115. Goethe an Kestner und Lotten.

v. 9. Jul. 1776 aus Weimar.

Liebe Kinder. Ich hab so vielerley von Stund zu Stund das mich herumwirft, ehmahls warens meine eigne Gefühle, iezt sind neben denen, noch die Verworrenheiten andrer Menschen die ich tragen und zurecht legen muss. So viel nur: ich bleibe hier, und kann da wo ich, und wie ich bin meines Lebens geniessen, und einem der edelsten Menschen, in mancherley Zuständen förderlich und dienstlich seyn.
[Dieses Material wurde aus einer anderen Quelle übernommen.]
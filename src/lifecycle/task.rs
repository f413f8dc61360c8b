//! Operational task lifecycle.

use crate::lifecycle::{EntityKind, Lifecycles};
use crate::machine::{BuildError, StateMachine};
use crate::permissions::Permission;

crate::state_enum! {
    pub enum TaskStatus as "TaskStatus" {
        Pending => "PENDING",
        InProgress => "IN_PROGRESS",
        Blocked => "BLOCKED",
        Completed => "COMPLETED",
        Cancelled => "CANCELLED",
    }
}

pub fn machine() -> Result<StateMachine<TaskStatus>, BuildError> {
    use TaskStatus::*;

    StateMachine::builder()
        .transitions(Pending, [InProgress, Blocked, Cancelled])
        .transitions(InProgress, [Completed, Blocked, Cancelled])
        .transitions(Blocked, [Pending, InProgress, Cancelled])
        .transitions(Completed, [])
        .transitions(Cancelled, [])
        .terminal([Completed, Cancelled])
        .requires_reason([Blocked, Cancelled])
        .build()
}

impl EntityKind for TaskStatus {
    const ENTITY_TYPE: &'static str = "Task";
    const ACTION_PREFIX: &'static str = "task";
    const INITIAL: Self = TaskStatus::Pending;
    const CREATE_PERMISSION: Option<Permission> = Some(Permission::TaskWrite);

    fn transition_permission(_to: Self) -> Permission {
        Permission::TaskComplete
    }

    fn machine(lifecycles: &Lifecycles) -> &StateMachine<Self> {
        lifecycles.task()
    }
}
Der Herzog mit dem ich nun schon an die 9 Monate in der wahrsten und innigsten Seelen Verbindung stehe, hat mich endlich auch an seine Geschäffte gebunden, aus unsrer Liebschafft ist eine Ehe entstanden, die Gott seegne.

Er hat mir Siz und Stimme in seinem Geheimen Rath, und den Titel als Geheimer Legationsrath geben, und wir hoffen das beste.

Viel gute liebe Menschen giebts noch hier mit deren Allgemeiner Zufriedenheit ich da bleibe, ob ich gleich manchem nicht so recht anstehe. Addio behaltet mich lieb. d. 9. Jul. 76 Weimar

Schreibt mir was von euern Kindern. Matthäi hat mir einen Brief bracht.

G.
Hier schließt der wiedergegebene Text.